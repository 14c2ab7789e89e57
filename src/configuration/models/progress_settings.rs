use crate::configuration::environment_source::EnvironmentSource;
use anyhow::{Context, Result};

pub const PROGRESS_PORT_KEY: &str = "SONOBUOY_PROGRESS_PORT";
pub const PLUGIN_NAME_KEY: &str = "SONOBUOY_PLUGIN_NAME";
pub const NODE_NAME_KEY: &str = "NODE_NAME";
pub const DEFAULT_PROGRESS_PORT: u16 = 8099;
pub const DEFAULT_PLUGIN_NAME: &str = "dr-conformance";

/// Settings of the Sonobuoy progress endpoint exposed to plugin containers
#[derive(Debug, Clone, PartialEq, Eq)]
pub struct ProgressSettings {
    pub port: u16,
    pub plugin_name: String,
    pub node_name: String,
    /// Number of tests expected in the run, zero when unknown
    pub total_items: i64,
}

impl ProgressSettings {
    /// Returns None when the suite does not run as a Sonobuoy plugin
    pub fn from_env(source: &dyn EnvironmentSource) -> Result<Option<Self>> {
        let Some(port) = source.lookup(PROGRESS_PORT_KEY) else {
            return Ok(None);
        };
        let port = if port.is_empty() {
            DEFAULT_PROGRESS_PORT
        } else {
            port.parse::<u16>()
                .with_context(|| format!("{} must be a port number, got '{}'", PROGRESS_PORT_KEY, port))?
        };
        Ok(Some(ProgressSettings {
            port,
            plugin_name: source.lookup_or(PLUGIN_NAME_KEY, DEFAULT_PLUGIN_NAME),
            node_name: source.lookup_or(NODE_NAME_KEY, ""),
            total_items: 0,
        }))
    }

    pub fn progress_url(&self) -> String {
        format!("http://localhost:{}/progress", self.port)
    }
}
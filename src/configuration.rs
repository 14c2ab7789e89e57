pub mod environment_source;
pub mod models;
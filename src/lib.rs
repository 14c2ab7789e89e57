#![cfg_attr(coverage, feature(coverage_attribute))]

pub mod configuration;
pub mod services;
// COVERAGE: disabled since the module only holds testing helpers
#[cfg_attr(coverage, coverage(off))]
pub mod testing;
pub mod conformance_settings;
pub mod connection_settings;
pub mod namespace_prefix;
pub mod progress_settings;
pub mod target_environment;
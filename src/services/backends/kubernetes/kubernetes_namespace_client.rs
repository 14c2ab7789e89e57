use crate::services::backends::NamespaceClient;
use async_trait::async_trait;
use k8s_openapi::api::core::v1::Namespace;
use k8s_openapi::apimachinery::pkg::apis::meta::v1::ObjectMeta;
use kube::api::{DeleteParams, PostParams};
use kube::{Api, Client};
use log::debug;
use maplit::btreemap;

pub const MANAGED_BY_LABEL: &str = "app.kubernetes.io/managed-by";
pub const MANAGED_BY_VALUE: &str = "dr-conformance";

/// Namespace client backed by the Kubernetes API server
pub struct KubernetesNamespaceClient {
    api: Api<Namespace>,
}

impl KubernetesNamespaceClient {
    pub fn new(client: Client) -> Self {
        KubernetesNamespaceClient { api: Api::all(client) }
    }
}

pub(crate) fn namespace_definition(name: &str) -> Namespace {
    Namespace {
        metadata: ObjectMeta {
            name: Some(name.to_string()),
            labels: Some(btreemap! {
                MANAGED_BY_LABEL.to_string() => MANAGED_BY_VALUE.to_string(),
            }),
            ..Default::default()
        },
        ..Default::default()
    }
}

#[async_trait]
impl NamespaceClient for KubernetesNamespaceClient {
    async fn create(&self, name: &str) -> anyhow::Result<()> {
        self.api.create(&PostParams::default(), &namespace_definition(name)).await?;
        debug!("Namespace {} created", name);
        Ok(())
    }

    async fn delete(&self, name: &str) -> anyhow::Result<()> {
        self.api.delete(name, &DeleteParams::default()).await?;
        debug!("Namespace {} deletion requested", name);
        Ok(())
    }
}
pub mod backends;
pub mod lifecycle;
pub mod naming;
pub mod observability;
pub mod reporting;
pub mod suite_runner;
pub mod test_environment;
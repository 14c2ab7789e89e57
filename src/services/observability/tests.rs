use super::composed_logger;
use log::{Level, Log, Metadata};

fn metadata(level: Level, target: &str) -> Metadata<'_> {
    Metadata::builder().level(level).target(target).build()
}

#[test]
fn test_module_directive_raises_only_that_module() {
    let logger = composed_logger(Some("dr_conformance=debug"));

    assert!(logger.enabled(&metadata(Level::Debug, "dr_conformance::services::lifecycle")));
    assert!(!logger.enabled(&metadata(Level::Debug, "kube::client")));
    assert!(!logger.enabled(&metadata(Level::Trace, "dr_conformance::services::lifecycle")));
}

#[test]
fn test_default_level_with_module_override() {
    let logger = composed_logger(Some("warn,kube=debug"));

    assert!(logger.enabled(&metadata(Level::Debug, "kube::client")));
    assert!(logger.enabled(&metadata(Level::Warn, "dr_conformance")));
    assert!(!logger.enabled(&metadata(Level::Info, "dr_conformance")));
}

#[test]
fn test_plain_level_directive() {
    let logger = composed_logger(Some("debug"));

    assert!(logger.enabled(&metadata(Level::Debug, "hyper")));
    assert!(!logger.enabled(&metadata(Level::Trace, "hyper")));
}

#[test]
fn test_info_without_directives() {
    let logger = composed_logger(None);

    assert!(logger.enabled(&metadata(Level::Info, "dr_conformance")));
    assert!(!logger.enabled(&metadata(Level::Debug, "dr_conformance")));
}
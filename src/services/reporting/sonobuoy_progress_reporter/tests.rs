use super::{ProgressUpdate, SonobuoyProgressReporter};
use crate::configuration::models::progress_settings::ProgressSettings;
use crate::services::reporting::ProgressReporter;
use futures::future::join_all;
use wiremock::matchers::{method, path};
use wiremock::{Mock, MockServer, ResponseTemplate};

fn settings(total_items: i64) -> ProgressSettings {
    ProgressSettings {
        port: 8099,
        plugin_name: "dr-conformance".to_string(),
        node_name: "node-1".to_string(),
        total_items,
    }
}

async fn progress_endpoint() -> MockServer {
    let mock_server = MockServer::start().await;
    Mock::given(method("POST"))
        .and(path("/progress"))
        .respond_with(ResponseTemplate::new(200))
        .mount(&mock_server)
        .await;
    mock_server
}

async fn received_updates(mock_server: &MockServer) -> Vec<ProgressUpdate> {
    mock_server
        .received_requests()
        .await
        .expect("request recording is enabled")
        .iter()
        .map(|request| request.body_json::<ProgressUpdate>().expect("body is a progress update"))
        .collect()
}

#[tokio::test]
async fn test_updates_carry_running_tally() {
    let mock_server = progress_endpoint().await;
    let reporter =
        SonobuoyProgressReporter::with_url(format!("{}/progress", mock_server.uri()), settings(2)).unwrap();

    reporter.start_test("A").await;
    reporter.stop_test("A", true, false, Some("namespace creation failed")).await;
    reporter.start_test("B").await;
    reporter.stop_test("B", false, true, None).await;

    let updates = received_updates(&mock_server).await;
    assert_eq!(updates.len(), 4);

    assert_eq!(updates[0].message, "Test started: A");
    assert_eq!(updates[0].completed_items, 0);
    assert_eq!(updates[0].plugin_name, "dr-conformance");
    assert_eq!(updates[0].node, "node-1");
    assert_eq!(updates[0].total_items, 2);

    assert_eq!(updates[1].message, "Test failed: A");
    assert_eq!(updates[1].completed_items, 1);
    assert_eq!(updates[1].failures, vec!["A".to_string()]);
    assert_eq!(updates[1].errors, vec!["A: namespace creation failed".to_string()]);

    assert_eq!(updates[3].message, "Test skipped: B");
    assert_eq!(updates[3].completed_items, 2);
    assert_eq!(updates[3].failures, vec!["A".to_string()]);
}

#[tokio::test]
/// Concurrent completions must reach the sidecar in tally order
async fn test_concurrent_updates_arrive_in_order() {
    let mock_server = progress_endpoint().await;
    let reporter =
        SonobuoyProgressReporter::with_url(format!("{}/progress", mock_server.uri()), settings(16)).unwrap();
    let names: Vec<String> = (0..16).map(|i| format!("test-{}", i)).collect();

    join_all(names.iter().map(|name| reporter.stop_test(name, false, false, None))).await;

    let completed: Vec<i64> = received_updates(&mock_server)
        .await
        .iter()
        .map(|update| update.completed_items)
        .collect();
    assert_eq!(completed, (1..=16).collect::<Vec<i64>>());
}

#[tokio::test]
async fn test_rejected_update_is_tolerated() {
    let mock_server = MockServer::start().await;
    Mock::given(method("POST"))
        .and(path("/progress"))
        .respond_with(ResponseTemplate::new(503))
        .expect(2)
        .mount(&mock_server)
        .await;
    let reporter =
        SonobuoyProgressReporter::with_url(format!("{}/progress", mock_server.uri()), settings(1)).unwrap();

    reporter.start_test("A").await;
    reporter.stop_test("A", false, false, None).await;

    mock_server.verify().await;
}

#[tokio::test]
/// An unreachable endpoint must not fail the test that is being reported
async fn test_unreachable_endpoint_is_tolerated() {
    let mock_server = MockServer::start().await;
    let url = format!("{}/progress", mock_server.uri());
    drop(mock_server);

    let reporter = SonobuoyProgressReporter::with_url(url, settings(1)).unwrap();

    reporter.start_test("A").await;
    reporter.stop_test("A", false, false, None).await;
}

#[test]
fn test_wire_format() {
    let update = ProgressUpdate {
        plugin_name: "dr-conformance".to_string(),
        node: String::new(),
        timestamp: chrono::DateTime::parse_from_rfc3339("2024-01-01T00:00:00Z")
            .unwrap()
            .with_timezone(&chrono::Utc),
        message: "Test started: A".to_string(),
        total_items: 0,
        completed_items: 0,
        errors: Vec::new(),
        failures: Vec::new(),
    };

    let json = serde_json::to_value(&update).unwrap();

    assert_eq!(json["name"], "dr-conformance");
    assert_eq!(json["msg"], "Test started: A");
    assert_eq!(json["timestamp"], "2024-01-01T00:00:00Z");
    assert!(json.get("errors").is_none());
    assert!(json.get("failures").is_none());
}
-.-.-
**HOW TO COMPLETE THIS TASK:** Write out exactly the lines above between the line with "#![cfg_attr(coverage, feature(coverage_attribute))]" and the line with "use maplit::btreemap;", inclusive, and nothing beyond them.

**WRITTEN REPLY:**
#![cfg_attr(coverage, feature(coverage_attribute))]

pub mod configuration;
pub mod services;
// COVERAGE: disabled since the module only holds testing helpers
#[cfg_attr(coverage, coverage(off))]
pub mod testing;
pub mod conformance_settings;
pub mod connection_settings;
pub mod namespace_prefix;
pub mod progress_settings;
pub mod target_environment;
filename src/services/backends/kubernetes/kubernetes_namespace_client.rs
repository 14c2ab7789e89e57
use crate::services::backends::NamespaceClient;
use async_trait::async_trait;
use k8s_openapi::api::core::v1::Namespace;
use k8s_openapi::apimachinery::pkg::apis::meta::v1::ObjectMeta;
use kube::api::{DeleteParams, PostParams};
use kube::{Api, Client};
use log::debug;
use maplit::btreemap;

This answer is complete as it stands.